● **GOAL OF THE EXERCISE**:
Please keep to the lines below from the one with "use std::pin::Pin;" through the one with "Observation emitted by", and restate them word for word, ends included.

** Opening RECORD EXTRACTS block **

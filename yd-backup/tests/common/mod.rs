//! In-process stand-in for the Yandex Disk REST API.

#![allow(dead_code)]

use axum::body::Body;
use axum::extract::{Path, Query, State};
use axum::http::{HeaderMap, StatusCode};
use axum::response::{IntoResponse, Response};
use axum::routing::{get, put};
use axum::{Json, Router};
use chrono::{DateTime, Utc};
use futures_util::StreamExt;
use serde_json::{json, Value};
use std::collections::{BTreeMap, HashMap, HashSet};
use std::sync::{Arc, Mutex};
use std::time::Duration;
use yd_backup::config::DiskConfig;

pub const TOKEN: &str = "test-token";

#[derive(Debug, Clone)]
pub struct StoredFile {
    pub size: u64,
    pub created: DateTime<Utc>,
}

#[derive(Debug, Default)]
pub struct DiskState {
    pub folders: HashSet<String>,
    pub files: BTreeMap<String, StoredFile>,
    pub create_folder_calls: usize,
    pub link_requests: usize,
    pub uploads: usize,
    pub upload_frames: usize,
    pub max_frame: usize,
    pub deleted: Vec<String>,
    /// Paths whose deletion answers 202
    pub async_deletes: HashSet<String>,
    /// Paths whose deletion answers 500
    pub failing_deletes: HashSet<String>,
    /// Paths whose lookup answers a non-JSON error page
    pub broken_paths: HashSet<String>,
    /// Upload targets that answer 507 with an error envelope
    pub rejected_uploads: HashSet<String>,
}

impl DiskState {
    /// The disk root always exists.
    fn is_folder(&self, path: &str) -> bool {
        path == "/" || self.folders.contains(path)
    }
}

struct Inner {
    base_url: String,
    state: Mutex<DiskState>,
}

type Shared = Arc<Inner>;

pub struct FakeDisk {
    inner: Shared,
}

impl FakeDisk {
    pub async fn start() -> Self {
        let listener = tokio::net::TcpListener::bind("127.0.0.1:0").await.unwrap();
        let addr = listener.local_addr().unwrap();

        let inner = Arc::new(Inner {
            base_url: format!("http://{}", addr),
            state: Mutex::new(DiskState::default()),
        });

        let app = Router::new()
            .route(
                "/v1/disk/resources",
                get(get_resource).put(create_folder).delete(delete_resource),
            )
            .route("/v1/disk/resources/upload", get(upload_link))
            .route("/v1/disk/operations/{id}", get(operation))
            .route("/upload/{*path}", put(upload))
            .with_state(Arc::clone(&inner));

        tokio::spawn(async move {
            axum::serve(listener, app).await.unwrap();
        });

        Self { inner }
    }

    pub fn api_url(&self) -> String {
        format!("{}/v1/disk", self.inner.base_url)
    }

    pub fn disk_config(&self, dir: &str) -> DiskConfig {
        let mut config = DiskConfig::new(TOKEN, dir);
        config.api_url = self.api_url();
        config.timeout = Duration::from_secs(30);
        config
    }

    pub fn state(&self) -> std::sync::MutexGuard<'_, DiskState> {
        self.inner.state.lock().unwrap()
    }

    pub fn add_folder(&self, path: &str) {
        self.state().folders.insert(path.to_string());
    }

    pub fn seed_file(&self, path: &str, age: Duration) {
        let created = Utc::now() - chrono::Duration::from_std(age).unwrap();
        self.state()
            .files
            .insert(path.to_string(), StoredFile { size: 4, created });
    }
}

fn api_error(status: StatusCode, error: &str, description: &str) -> Response {
    (
        status,
        Json(json!({
            "message": "",
            "description": description,
            "error": error,
        })),
    )
        .into_response()
}

fn authorized(headers: &HeaderMap) -> bool {
    headers
        .get("authorization")
        .and_then(|v| v.to_str().ok())
        .is_some_and(|v| v == format!("OAuth {}", TOKEN))
}

fn unauthorized() -> Response {
    api_error(StatusCode::UNAUTHORIZED, "UnauthorizedError", "Unauthorized")
}

fn name_of(path: &str) -> String {
    path.rsplit('/').next().unwrap_or(path).to_string()
}

fn file_json(path: &str, file: &StoredFile) -> Value {
    json!({
        "path": path,
        "name": name_of(path),
        "created": file.created.to_rfc3339(),
        "modified": file.created.to_rfc3339(),
        "type": "file",
        "size": file.size,
    })
}

async fn get_resource(
    State(disk): State<Shared>,
    headers: HeaderMap,
    Query(params): Query<HashMap<String, String>>,
) -> Response {
    if !authorized(&headers) {
        return unauthorized();
    }

    let path = params.get("path").cloned().unwrap_or_default();
    let limit: usize = params.get("limit").and_then(|v| v.parse().ok()).unwrap_or(20);
    let offset: usize = params.get("offset").and_then(|v| v.parse().ok()).unwrap_or(0);

    let state = disk.state.lock().unwrap();

    if state.broken_paths.contains(&path) {
        return (StatusCode::BAD_GATEWAY, "<html>bad gateway</html>").into_response();
    }

    if let Some(file) = state.files.get(&path) {
        return (StatusCode::OK, Json(file_json(&path, file))).into_response();
    }

    if state.is_folder(&path) {
        let prefix = if path.ends_with('/') {
            path.clone()
        } else {
            format!("{}/", path)
        };
        let children: Vec<Value> = state
            .files
            .iter()
            .filter(|(p, _)| p.starts_with(&prefix) && !p[prefix.len()..].contains('/'))
            .map(|(p, f)| file_json(p, f))
            .collect();
        let total = children.len();
        let items: Vec<Value> = children.into_iter().skip(offset).take(limit).collect();

        let body = json!({
            "path": path,
            "name": name_of(&path),
            "created": "2026-01-01T00:00:00+00:00",
            "type": "dir",
            "_embedded": {
                "path": path,
                "items": items,
                "limit": limit,
                "offset": offset,
                "total": total,
                "sort": "created",
            }
        });
        return (StatusCode::OK, Json(body)).into_response();
    }

    api_error(StatusCode::NOT_FOUND, "DiskNotFoundError", "Resource not found.")
}

async fn create_folder(
    State(disk): State<Shared>,
    headers: HeaderMap,
    Query(params): Query<HashMap<String, String>>,
) -> Response {
    if !authorized(&headers) {
        return unauthorized();
    }

    let path = params.get("path").cloned().unwrap_or_default();
    let mut state = disk.state.lock().unwrap();
    state.create_folder_calls += 1;

    if state.is_folder(&path) {
        return api_error(
            StatusCode::CONFLICT,
            "DiskPathPointsToExistentDirectoryError",
            "Specified path points to existent directory.",
        );
    }

    state.folders.insert(path.clone());
    let href = format!("{}/v1/disk/resources?path={}", disk.base_url, path);
    (
        StatusCode::CREATED,
        Json(json!({"href": href, "method": "GET", "templated": false})),
    )
        .into_response()
}

async fn upload_link(
    State(disk): State<Shared>,
    headers: HeaderMap,
    Query(params): Query<HashMap<String, String>>,
) -> Response {
    if !authorized(&headers) {
        return unauthorized();
    }

    let path = params.get("path").cloned().unwrap_or_default();
    let mut state = disk.state.lock().unwrap();
    state.link_requests += 1;

    let parent = match path.rsplit_once('/') {
        Some(("", _)) => "/".to_string(),
        Some((parent, _)) => parent.to_string(),
        None => String::new(),
    };
    if !state.is_folder(&parent) {
        return api_error(
            StatusCode::CONFLICT,
            "DiskPathDoesntExistsError",
            "Specified path doesn't exists.",
        );
    }

    let href = format!("{}/upload{}", disk.base_url, path);
    (
        StatusCode::OK,
        Json(json!({"href": href, "method": "PUT", "templated": false})),
    )
        .into_response()
}

async fn upload(
    State(disk): State<Shared>,
    headers: HeaderMap,
    Path(path): Path<String>,
    body: Body,
) -> Response {
    if !authorized(&headers) {
        return unauthorized();
    }

    let mut stream = body.into_data_stream();
    let mut size = 0usize;
    let mut frames = 0usize;
    let mut max_frame = 0usize;

    while let Some(chunk) = stream.next().await {
        match chunk {
            Ok(chunk) => {
                size += chunk.len();
                frames += 1;
                max_frame = max_frame.max(chunk.len());
            }
            Err(_) => return StatusCode::BAD_REQUEST.into_response(),
        }
    }

    let path = format!("/{}", path);
    let mut state = disk.state.lock().unwrap();
    if state.rejected_uploads.contains(&path) {
        return api_error(
            StatusCode::INSUFFICIENT_STORAGE,
            "DiskInsufficientStorageError",
            "There is not enough free space on the disk.",
        );
    }

    state.uploads += 1;
    state.upload_frames += frames;
    state.max_frame = state.max_frame.max(max_frame);
    state.files.insert(
        path,
        StoredFile {
            size: size as u64,
            created: Utc::now(),
        },
    );

    StatusCode::CREATED.into_response()
}

async fn delete_resource(
    State(disk): State<Shared>,
    headers: HeaderMap,
    Query(params): Query<HashMap<String, String>>,
) -> Response {
    if !authorized(&headers) {
        return unauthorized();
    }

    let path = params.get("path").cloned().unwrap_or_default();
    let mut state = disk.state.lock().unwrap();

    if state.failing_deletes.contains(&path) {
        return api_error(
            StatusCode::INTERNAL_SERVER_ERROR,
            "InternalServerError",
            "Internal server error.",
        );
    }

    if state.files.remove(&path).is_none() {
        return api_error(StatusCode::NOT_FOUND, "DiskNotFoundError", "Resource not found.");
    }
    state.deleted.push(path.clone());

    if state.async_deletes.contains(&path) {
        let href = format!("{}/v1/disk/operations/42", disk.base_url);
        return (
            StatusCode::ACCEPTED,
            Json(json!({"href": href, "method": "GET", "templated": false})),
        )
            .into_response();
    }

    StatusCode::NO_CONTENT.into_response()
}

async fn operation(headers: HeaderMap, Path(_id): Path<String>) -> Response {
    if !authorized(&headers) {
        return unauthorized();
    }
    (StatusCode::OK, Json(json!({"status": "success"}))).into_response()
}
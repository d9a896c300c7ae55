//! Progress-tracking stream wrapper for upload bodies.

use bytes::Bytes;
use futures_util::Stream;
use std::pin::Pin;
use std::sync::Arc;
use std::task::{Context, Poll};

/// Minimum percentage advance between two progress observations
pub const PROGRESS_STEP_PERCENT: f64 = 2.0;

/// Observation emitted by [`ProgressStream`]
#[derive(Debug, Clone, Copy, PartialEq)]
pub enum ProgressEvent {
    Advanced {
        transferred: u64,
        total: u64,
        percent: f64,
    },
    Completed {
        transferred: u64,
    },
}

/// Callback for progress observations
pub type ProgressCallback = Arc<dyn Fn(ProgressEvent) + Send + Sync>;

/// Stream wrapper that counts bytes passing through and reports progress.
///
/// Chunks are forwarded as soon as the inner stream yields them. A `total` of
/// zero means the length is unknown and only completion is reported.
pub struct ProgressStream<S> {
    inner: S,
    total: u64,
    bytes_transferred: u64,
    last_percent: f64,
    completed: bool,
    callback: ProgressCallback,
}

impl<S> ProgressStream<S>
where
    S: Stream<Item = Result<Bytes, std::io::Error>>,
{
    /// Create a new progress stream over a body of `total` bytes
    pub fn new(inner: S, total: u64, callback: ProgressCallback) -> Self {
        Self {
            inner,
            total,
            bytes_transferred: 0,
            last_percent: 0.0,
            completed: false,
            callback,
        }
    }

    /// Get total bytes transferred
    pub fn bytes_transferred(&self) -> u64 {
        self.bytes_transferred
    }

    fn record(&mut self, chunk_size: u64) {
        self.bytes_transferred += chunk_size;

        if self.total == 0 {
            return;
        }

        let percent = (self.bytes_transferred as f64 / self.total as f64) * 100.0;
        if percent - self.last_percent > PROGRESS_STEP_PERCENT {
            self.last_percent = percent;
            (self.callback)(ProgressEvent::Advanced {
                transferred: self.bytes_transferred,
                total: self.total,
                percent: percent.min(100.0),
            });
        }
    }
}

impl<S> Stream for ProgressStream<S>
where
    S: Stream<Item = Result<Bytes, std::io::Error>> + Unpin,
{
    type Item = Result<Bytes, std::io::Error>;

    fn poll_next(mut self: Pin<&mut Self>, cx: &mut Context<'_>) -> Poll<Option<Self::Item>> {
        let inner = Pin::new(&mut self.inner);

        match inner.poll_next(cx) {
            Poll::Ready(Some(Ok(bytes))) => {
                self.record(bytes.len() as u64);
                Poll::Ready(Some(Ok(bytes)))
            }
            Poll::Ready(Some(Err(e))) => Poll::Ready(Some(Err(e))),
            Poll::Ready(None) => {
                if !self.completed {
                    self.completed = true;
                    (self.callback)(ProgressEvent::Completed {
                        transferred: self.bytes_transferred,
                    });
                }
                Poll::Ready(None)
            }
            Poll::Pending => Poll::Pending,
        }
    }
}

** Closing RECORD EXTRACTS block **

● **RESULT BELOW**:
use std::pin::Pin;
use std::sync::Arc;
use std::task::{Context, Poll};

/// Minimum percentage advance between two progress observations
pub const PROGRESS_STEP_PERCENT: f64 = 2.0;

/// Observation emitted by [`ProgressStream`]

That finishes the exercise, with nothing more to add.